寄稿・インタビュー

「135年の鷲と太陽 (135 años de Águila y Sol) 」

令和5年1月5日

 メキシコは日本にとり常にフロンティアを開拓してきた場でありました。

 135年前の1888年に締結した日墨修好通商航海条約は、日本にとってアジア以外の国との初めての平等条約であり、他国との平等条約の締結につながりました。日本初の中南米への移民団がメキシコを訪れたのは約125年前。より最近の例では2005年に日墨経済連携協定が発効した際、私はこの国会審議に参議院外交防衛委員長として携わりましたが、これは、日本にとり初めての本格的なEPAでした。

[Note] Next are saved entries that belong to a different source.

//! The per-request generation pipeline: validate the call, resolve prompts,
//! load the source photo, generate one image per prompt, then record the result.

use std::{collections::BTreeMap, sync::Arc, time::Duration};

use base64::Engine;
use bytes::Bytes;
use chrono::Utc;
use serde_json::Value;
use thiserror::Error;
use tracing::{error, info, warn};

use crate::{
    error::{PipelineError, StoreError, UNAUTHENTICATED_MESSAGE},
    gemini::{GeminiError, ImageGenerator},
    identity::CallerId,
    models::{GenerateRequest, GenerateResponse, ObjectMetadata, RecordStatus, ResultRecord, SourceImage, IMAGES_COLLECTION},
    prompts::{self, PromptSelection, PromptSet},
    records::DocumentStore,
    storage::{validate_key, ObjectStore},
};

pub const DEFAULT_DEADLINE: Duration = Duration::from_secs(120);
const DEFAULT_SOURCE_TYPE: &str = "image/jpeg";
const GENERATED_CONTENT_TYPE: &str = "image/jpeg";

#[derive(Debug, Clone, PartialEq, Eq)]
pub struct ValidatedRequest {
    pub caller: CallerId,
    pub image_path: String,
    pub selection: PromptSelection,
}

/// Why a single prompt produced no image. Never surfaced to the caller.
#[derive(Debug, Error)]
pub enum AttemptError {
    #[error("generation failed: {0}")] Generation(#[from] GeminiError),
    #[error("image data is not valid base64: {0}")] Decode(#[from] base64::DecodeError),
    #[error("storage failed: {0}")] Store(#[from] StoreError),
}

#[derive(Debug)]
pub enum AttemptOutcome {
    Stored { index: usize, url: String },
    Failed { index: usize, cause: AttemptError },
}

impl AttemptOutcome {
    pub fn url(&self) -> Option<&str> {
        match self {
            AttemptOutcome::Stored { url, .. } => Some(url),
            AttemptOutcome::Failed { .. } => None,
        }
    }
}

/// Dense list of URLs for the attempts that succeeded, in prompt order.
pub fn generated_urls(outcomes: &[AttemptOutcome]) -> Vec<String> {
    outcomes.iter().filter_map(AttemptOutcome::url).map(str::to_string).collect()
}

pub fn generated_path(caller: &CallerId, generated_id: &str, index: usize) -> String {
    format!("users/{caller}/generated/{generated_id}_{index}.jpg")
}

fn required_string(value: Option<&Value>, field: &str) -> Result<String, PipelineError> {
    match value {
        Some(Value::String(s)) if !s.is_empty() => Ok(s.clone()),
        _ => Err(PipelineError::InvalidArgument(format!("{field} is required and must be a string."))),
    }
}

pub fn validate(caller: Option<CallerId>, request: &GenerateRequest) -> Result<ValidatedRequest, PipelineError> {
    let caller = caller.ok_or_else(|| PipelineError::Unauthenticated(UNAUTHENTICATED_MESSAGE.to_string()))?;

    let image_path = required_string(request.image_path.as_ref(), "imagePath")?;
    if validate_key(&image_path).is_err() {
        return Err(PipelineError::InvalidArgument("imagePath must be a relative storage path.".to_string()));
    }

    let selection = match (&request.category, &request.prompt) {
        (None, Some(prompt)) => PromptSelection::Freeform(required_string(Some(prompt), "prompt")?),
        (category, _) => PromptSelection::Category(required_string(category.as_ref(), "category")?),
    };

    Ok(ValidatedRequest { caller, image_path, selection })
}

pub struct Pipeline {
    objects: Arc<dyn ObjectStore>,
    documents: Arc<dyn DocumentStore>,
    generator: Arc<dyn ImageGenerator>,
    deadline: Duration,
}

impl Pipeline {
    pub fn new(objects: Arc<dyn ObjectStore>, documents: Arc<dyn DocumentStore>, generator: Arc<dyn ImageGenerator>) -> Self {
        Self { objects, documents, generator, deadline: DEFAULT_DEADLINE }
    }

    pub fn with_deadline(mut self, deadline: Duration) -> Self {
        self.deadline = deadline;
        self
    }

    pub async fn run(&self, caller: Option<CallerId>, request: &GenerateRequest) -> Result<GenerateResponse, PipelineError> {
        let validated = validate(caller, request)?;
        match tokio::time::timeout(self.deadline, self.execute(validated)).await {
            Ok(result) => result,
            Err(_) => Err(PipelineError::internal(format!("request deadline of {:?} elapsed", self.deadline))),
        }
    }

    async fn execute(&self, request: ValidatedRequest) -> Result<GenerateResponse, PipelineError> {
        let prompt_set = prompts::resolve(&request.selection);
        if prompt_set.is_fallback() {
            warn!("⚠️ Unknown category '{}', using default prompts", request.selection.label());
        }

        let generated_id = self.documents.new_id();
        let source = self.load_source(&request.image_path).await?;

        info!("🚀 Generating {} images for '{}' (id {})", prompt_set.len(), request.selection.label(), generated_id);
        let outcomes = self.generate_all(&request, &prompt_set, &source, &generated_id).await;
        let urls = generated_urls(&outcomes);

        let generated_count = urls.len();
        let record = ResultRecord {
            user_id: request.caller.to_string(),
            original_image_path: request.image_path.clone(),
            category: request.selection.label().to_string(),
            resolved_category: prompt_set.is_fallback().then(|| prompt_set.category().map(|c| c.key().to_string())).flatten(),
            prompts: prompt_set.prompts().to_vec(),
            generated_image_urls: urls,
            created_at: Utc::now(),
            status: RecordStatus::from_count(generated_count),
            generated_count,
        };

        self.documents
            .create(IMAGES_COLLECTION, &generated_id, &record)
            .await
            .map_err(PipelineError::internal)?;

        info!("✅ Recorded {} with {}/{} images", generated_id, generated_count, prompt_set.len());
        Ok(record.response(&generated_id))
    }

    async fn load_source(&self, image_path: &str) -> Result<SourceImage, PipelineError> {
        let exists = self.objects.exists(image_path).await.map_err(PipelineError::internal)?;
        if !exists {
            return Err(PipelineError::NotFound("Original image not found.".to_string()));
        }
        let object = self.objects.download(image_path).await.map_err(PipelineError::internal)?;
        Ok(SourceImage {
            bytes: object.bytes,
            content_type: object.content_type.unwrap_or_else(|| DEFAULT_SOURCE_TYPE.to_string()),
        })
    }

    /// Runs every prompt in order. A failed attempt is logged and skipped.
    pub async fn generate_all(
        &self,
        request: &ValidatedRequest,
        prompt_set: &PromptSet,
        source: &SourceImage,
        generated_id: &str,
    ) -> Vec<AttemptOutcome> {
        let total = prompt_set.len();
        let mut outcomes = Vec::with_capacity(total);
        for (index, prompt) in prompt_set.prompts().iter().enumerate() {
            let path = generated_path(&request.caller, generated_id, index);
            match self.attempt(request, source, prompt, &path).await {
                Ok(url) => {
                    info!("🖼️ Generated image {}/{} for '{}'", index + 1, total, request.selection.label());
                    outcomes.push(AttemptOutcome::Stored { index, url });
                }
                Err(cause) => {
                    error!("❌ Error generating image {}/{}: {}", index + 1, total, cause);
                    outcomes.push(AttemptOutcome::Failed { index, cause });
                }
            }
        }
        outcomes
    }

    async fn attempt(&self, request: &ValidatedRequest, source: &SourceImage, prompt: &str, path: &str) -> Result<String, AttemptError> {
        let encoded = self.generator.generate(source, prompt).await?;
        let bytes = base64::engine::general_purpose::STANDARD.decode(encoded.trim())?;

        let mut custom = BTreeMap::new();
        custom.insert("originalPrompt".to_string(), prompt.to_string());
        custom.insert("category".to_string(), request.selection.label().to_string());
        custom.insert("generatedAt".to_string(), Utc::now().to_rfc3339());
        let metadata = ObjectMetadata { content_type: Some(GENERATED_CONTENT_TYPE.to_string()), custom, public: false };

        self.objects.upload(path, Bytes::from(bytes), metadata).await?;
        Ok(self.objects.make_public(path).await?)
    }
}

 EPA発効後、メキシコ進出日系企業は4倍に増えました。サプライチェーンの強靭化やnear-shoring friend-shoringの流れで、日本国内ではメキシコへの投資に対する関心が益々高まっています。EPAの下での委員会なども通じたビジネス環境の一層の整備、メキシコ政府が掲げる気候変動に向けた取組の進展により、DXやGXによる新たな成長も含め、一層の経済関係深化も期待されます。

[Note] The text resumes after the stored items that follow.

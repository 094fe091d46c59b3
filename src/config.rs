use std::{path::PathBuf, time::Duration};

use anyhow::{bail, Context, Result};

const DEFAULT_API_BASE: &str = "https://generativelanguage.googleapis.com/v1beta";
const DEFAULT_IMAGE_MODEL: &str = "gemini-2.5-flash-image";

#[derive(Debug, Clone, Copy, PartialEq, Eq)]
pub enum StorageBackend {
    /// Files on disk under `STORAGE_DIR` / `RECORDS_DIR`.
    Local,
    /// Process memory; everything is lost on restart.
    Memory,
}

#[derive(Debug, Clone)]
pub struct Config {
    pub gemini_api_key: String,
    pub gemini_api_base: String,
    pub gemini_image_model: String,
    pub port: u16,
    pub backend: StorageBackend,
    pub storage_dir: PathBuf,
    pub records_dir: PathBuf,
    pub public_base_url: String,
    pub identity_header: String,
    pub request_timeout: Duration,
    pub max_concurrent_requests: usize,
    pub max_upload_bytes: usize,
}

impl Config {
    pub fn from_env() -> Result<Self> {
        Self::from_lookup(|key| std::env::var(key).ok())
    }

    /// Builds the config from an arbitrary key lookup so tests don't touch the process env.
    pub fn from_lookup(lookup: impl Fn(&str) -> Option<String>) -> Result<Self> {
        let get = |key: &str| lookup(key).map(|v| v.trim().to_string()).filter(|v| !v.is_empty());

        let gemini_api_key = get("GEMINI_API_KEY").context("GEMINI_API_KEY must be set")?;
        let port: u16 = parse_or(get("PORT"), 8080, "PORT")?;
        let public_base_url = get("PUBLIC_BASE_URL")
            .unwrap_or_else(|| format!("http://localhost:{port}/objects"))
            .trim_end_matches('/')
            .to_string();
        let max_concurrent_requests: usize = parse_or(get("MAX_CONCURRENT_REQUESTS"), 10, "MAX_CONCURRENT_REQUESTS")?;
        if max_concurrent_requests == 0 {
            bail!("MAX_CONCURRENT_REQUESTS must be at least 1");
        }
        let backend = match get("STORAGE_BACKEND").as_deref() {
            None | Some("local") => StorageBackend::Local,
            Some("memory") => StorageBackend::Memory,
            Some(other) => bail!("STORAGE_BACKEND must be 'local' or 'memory', got {other}"),
        };

        Ok(Self {
            gemini_api_key,
            gemini_api_base: get("GEMINI_API_BASE").unwrap_or_else(|| DEFAULT_API_BASE.to_string()),
            gemini_image_model: get("GEMINI_IMAGE_MODEL").unwrap_or_else(|| DEFAULT_IMAGE_MODEL.to_string()),
            port,
            backend,
            storage_dir: get("STORAGE_DIR").map(PathBuf::from).unwrap_or_else(|| PathBuf::from("./data/storage")),
            records_dir: get("RECORDS_DIR").map(PathBuf::from).unwrap_or_else(|| PathBuf::from("./data/records")),
            public_base_url,
            identity_header: get("IDENTITY_HEADER").unwrap_or_else(|| "x-caller-id".to_string()).to_ascii_lowercase(),
            request_timeout: Duration::from_secs(parse_or(get("REQUEST_TIMEOUT_SECS"), 120, "REQUEST_TIMEOUT_SECS")?),
            max_concurrent_requests,
            max_upload_bytes: parse_or(get("MAX_UPLOAD_BYTES"), 20 * 1024 * 1024, "MAX_UPLOAD_BYTES")?,
        })
    }
}

fn parse_or<T: std::str::FromStr>(value: Option<String>, default: T, key: &str) -> Result<T> {
    match value {
        Some(raw) => raw.parse().ok().with_context(|| format!("{key} has an invalid value: {raw}")),
        None => Ok(default),
    }
}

 さらに、今日、メキシコは、基本的価値を共有する戦略的グローバル・パートナーであり、緊密な関係を有する日墨両国は、G20、OECD、APEC、CPTPP、WTO、国連を含む様々な国際枠組みでも協力連携を深めてきています。現下の厳しい国際情勢の下、我々は歴史の岐路に立っており、自由で開かれた国際秩序の再構築に向け対話と連帯を深めることが重要です。日本は本年から国連安保理非常任理事国として、益々コミットしていく考えです。

 今年で半世紀を迎える「日墨グローバル・パートナーシップ研修計画」には両国から約5,000人の研修生が参加し、日墨、日・中南米の交流を支える人材を輩出してきました。日墨学長会議も昨年第5回を迎え、学術界のつながりも強化されています。私も長く携わり日本で開催されてきたSTSフォーラム(科学技術と人類の未来に関する国際フォーラム)にはエブラル外相がメキシコ市長時代から参加され、昨年は初めての中南米STSフォーラムがメキシコで開催されました。日系人の方々は世代を超えて両国の大切な架け橋として信頼と友好の絆を深めてきています。

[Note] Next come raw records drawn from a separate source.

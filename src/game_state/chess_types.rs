//! Core value types shared by every subsystem.
//!
//! Colors, piece kinds, squares, castling rights and moves are all small
//! `Copy` values so move generation and search can pass them around freely
//! while the board itself is mutated in place.

pub use crate::game_state::game_state::GameState;
pub use crate::game_state::undo_state::UndoState;

/// Side to move.
#[derive(Debug, Clone, Copy, PartialEq, Eq, Hash)]
pub enum Color {
    Light,
    Dark,
}

impl Color {
    #[inline]
    pub const fn index(self) -> usize {
        match self {
            Color::Light => 0,
            Color::Dark => 1,
        }
    }

    #[inline]
    pub const fn opposite(self) -> Self {
        match self {
            Color::Light => Color::Dark,
            Color::Dark => Color::Light,
        }
    }

    /// Rank the color's king and rooks start on.
    #[inline]
    pub const fn home_rank(self) -> u8 {
        match self {
            Color::Light => 0,
            Color::Dark => 7,
        }
    }

    /// Rank direction pawns of this color advance in.
    #[inline]
    pub const fn pawn_direction(self) -> i8 {
        match self {
            Color::Light => 1,
            Color::Dark => -1,
        }
    }
}

/// Piece kind. Color lives on [`Piece`].
#[derive(Debug, Clone, Copy, PartialEq, Eq, Hash)]
pub enum PieceKind {
    Pawn,
    Knight,
    Bishop,
    Rook,
    Queen,
    King,
}

impl PieceKind {
    /// Lowercase FEN letter.
    #[inline]
    pub const fn to_char(self) -> char {
        match self {
            PieceKind::Pawn => 'p',
            PieceKind::Knight => 'n',
            PieceKind::Bishop => 'b',
            PieceKind::Rook => 'r',
            PieceKind::Queen => 'q',
            PieceKind::King => 'k',
        }
    }

    #[inline]
    pub fn from_char(ch: char) -> Option<Self> {
        match ch.to_ascii_lowercase() {
            'p' => Some(PieceKind::Pawn),
            'n' => Some(PieceKind::Knight),
            'b' => Some(PieceKind::Bishop),
            'r' => Some(PieceKind::Rook),
            'q' => Some(PieceKind::Queen),
            'k' => Some(PieceKind::King),
            _ => None,
        }
    }
}

/// A colored piece occupying a square.
#[derive(Debug, Clone, Copy, PartialEq, Eq, Hash)]
pub struct Piece {
    pub color: Color,
    pub kind: PieceKind,
}

impl Piece {
    #[inline]
    pub const fn new(color: Color, kind: PieceKind) -> Self {
        Self { color, kind }
    }

    /// FEN letter: uppercase for light, lowercase for dark.
    #[inline]
    pub fn to_fen_char(self) -> char {
        let base = self.kind.to_char();
        match self.color {
            Color::Light => base.to_ascii_uppercase(),
            Color::Dark => base,
        }
    }

    #[inline]
    pub fn from_fen_char(ch: char) -> Option<Self> {
        let color = if ch.is_ascii_uppercase() {
            Color::Light
        } else if ch.is_ascii_lowercase() {
            Color::Dark
        } else {
            return None;
        };
        PieceKind::from_char(ch).map(|kind| Piece::new(color, kind))
    }
}

/// Board coordinate. `file` 0 is the a-file, `rank` 0 is the first rank.
#[derive(Debug, Clone, Copy, PartialEq, Eq, Hash)]
pub struct Square {
    pub file: u8,
    pub rank: u8,
}

impl Square {
    /// Callers guarantee `file < 8 && rank < 8`; use [`Square::try_new`] otherwise.
    #[inline]
    pub const fn new(file: u8, rank: u8) -> Self {
        Self { file, rank }
    }

    #[inline]
    pub const fn try_new(file: i8, rank: i8) -> Option<Self> {
        if file < 0 || file > 7 || rank < 0 || rank > 7 {
            return None;
        }
        Some(Self {
            file: file as u8,
            rank: rank as u8,
        })
    }

    /// Step by `(d_file, d_rank)`, returning `None` off the board.
    #[inline]
    pub const fn offset(self, d_file: i8, d_rank: i8) -> Option<Self> {
        Self::try_new(self.file as i8 + d_file, self.rank as i8 + d_rank)
    }

    /// True for a1-colored (dark) squares.
    #[inline]
    pub const fn is_dark(self) -> bool {
        (self.file + self.rank) % 2 == 0
    }

    /// Iterate all 64 squares, a1..h1 then a2..h2 and so on.
    pub fn all() -> impl Iterator<Item = Square> {
        (0..8u8).flat_map(|rank| (0..8u8).map(move |file| Square::new(file, rank)))
    }
}

/// Which side of the board a castle goes to.
#[derive(Debug, Clone, Copy, PartialEq, Eq, Hash)]
pub enum CastleSide {
    Kingside,
    Queenside,
}

impl CastleSide {
    /// File the king lands on.
    #[inline]
    pub const fn king_to_file(self) -> u8 {
        match self {
            CastleSide::Kingside => 6,
            CastleSide::Queenside => 2,
        }
    }

    #[inline]
    pub const fn rook_from_file(self) -> u8 {
        match self {
            CastleSide::Kingside => 7,
            CastleSide::Queenside => 0,
        }
    }

    #[inline]
    pub const fn rook_to_file(self) -> u8 {
        match self {
            CastleSide::Kingside => 5,
            CastleSide::Queenside => 3,
        }
    }
}

/// Castling rights as a set of named bits.
#[derive(Debug, Clone, Copy, Default, PartialEq, Eq, Hash)]
pub struct CastlingRights(u8);

impl CastlingRights {
    pub const NONE: Self = Self(0);
    pub const LIGHT_KINGSIDE: Self = Self(1 << 0);
    pub const LIGHT_QUEENSIDE: Self = Self(1 << 1);
    pub const DARK_KINGSIDE: Self = Self(1 << 2);
    pub const DARK_QUEENSIDE: Self = Self(1 << 3);
    pub const ALL: Self = Self(0b1111);

    /// The single right for `color` castling to `side`.
    #[inline]
    pub const fn for_side(color: Color, side: CastleSide) -> Self {
        match (color, side) {
            (Color::Light, CastleSide::Kingside) => Self::LIGHT_KINGSIDE,
            (Color::Light, CastleSide::Queenside) => Self::LIGHT_QUEENSIDE,
            (Color::Dark, CastleSide::Kingside) => Self::DARK_KINGSIDE,
            (Color::Dark, CastleSide::Queenside) => Self::DARK_QUEENSIDE,
        }
    }

    /// Both rights of `color`.
    #[inline]
    pub const fn for_color(color: Color) -> Self {
        match color {
            Color::Light => Self(Self::LIGHT_KINGSIDE.0 | Self::LIGHT_QUEENSIDE.0),
            Color::Dark => Self(Self::DARK_KINGSIDE.0 | Self::DARK_QUEENSIDE.0),
        }
    }

    /// The right tied to a rook standing on `square`, if it is a home corner.
    #[inline]
    pub const fn for_rook_home(square: Square) -> Option<Self> {
        match (square.file, square.rank) {
            (0, 0) => Some(Self::LIGHT_QUEENSIDE),
            (7, 0) => Some(Self::LIGHT_KINGSIDE),
            (0, 7) => Some(Self::DARK_QUEENSIDE),
            (7, 7) => Some(Self::DARK_KINGSIDE),
            _ => None,
        }
    }

    #[inline]
    pub const fn contains(self, other: Self) -> bool {
        self.0 & other.0 == other.0 && other.0 != 0
    }

    #[inline]
    pub fn insert(&mut self, other: Self) {
        self.0 |= other.0;
    }

    #[inline]
    pub fn remove(&mut self, other: Self) {
        self.0 &= !other.0;
    }

    #[inline]
    pub const fn is_empty(self) -> bool {
        self.0 == 0
    }
}

/// A move as produced by the generator.
///
/// The moved and captured pieces are not stored here; the executor reads
/// them off the board and keeps them in the [`UndoState`].
#[derive(Debug, Clone, Copy, PartialEq, Eq, Hash)]
pub struct Move {
    pub from: Square,
    pub to: Square,
    pub promotion: Option<PieceKind>,
    pub castle: Option<CastleSide>,
    pub en_passant: bool,
}

impl Move {
    #[inline]
    pub const fn new(from: Square, to: Square) -> Self {
        Self {
            from,
            to,
            promotion: None,
            castle: None,
            en_passant: false,
        }
    }

    #[inline]
    pub const fn with_promotion(from: Square, to: Square, promotion: PieceKind) -> Self {
        Self {
            promotion: Some(promotion),
            ..Self::new(from, to)
        }
    }

    #[inline]
    pub const fn castling(from: Square, to: Square, side: CastleSide) -> Self {
        Self {
            castle: Some(side),
            ..Self::new(from, to)
        }
    }

    #[inline]
    pub const fn en_passant(from: Square, to: Square) -> Self {
        Self {
            en_passant: true,
            ..Self::new(from, to)
        }
    }

    /// Square of the piece this move captures, assuming it captures at all.
    #[inline]
    pub const fn capture_square(self) -> Square {
        if self.en_passant {
            Square::new(self.to.file, self.from.rank)
        } else {
            self.to
        }
    }
}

 約400年前、太平洋を航行していたガレオン船が座礁し、乗組員が日本の漁民に救助されたことが両国の最初の出会いでした。今も両国を結びつけている太平洋が、日本が提唱し、メキシコから力強い支持を得ている「FOIP」の理念を踏まえ、自由で公正な経済秩序の下で更にダイナミックな成長の波を享受できるように、そして国際社会の平和と繁栄のために、メキシコの硬貨に描かれた鷲と太陽のごとく、いつでも、いつまでも、日本(太陽)とメキシコ(鷲)が堅く結びついていくことを期待しています。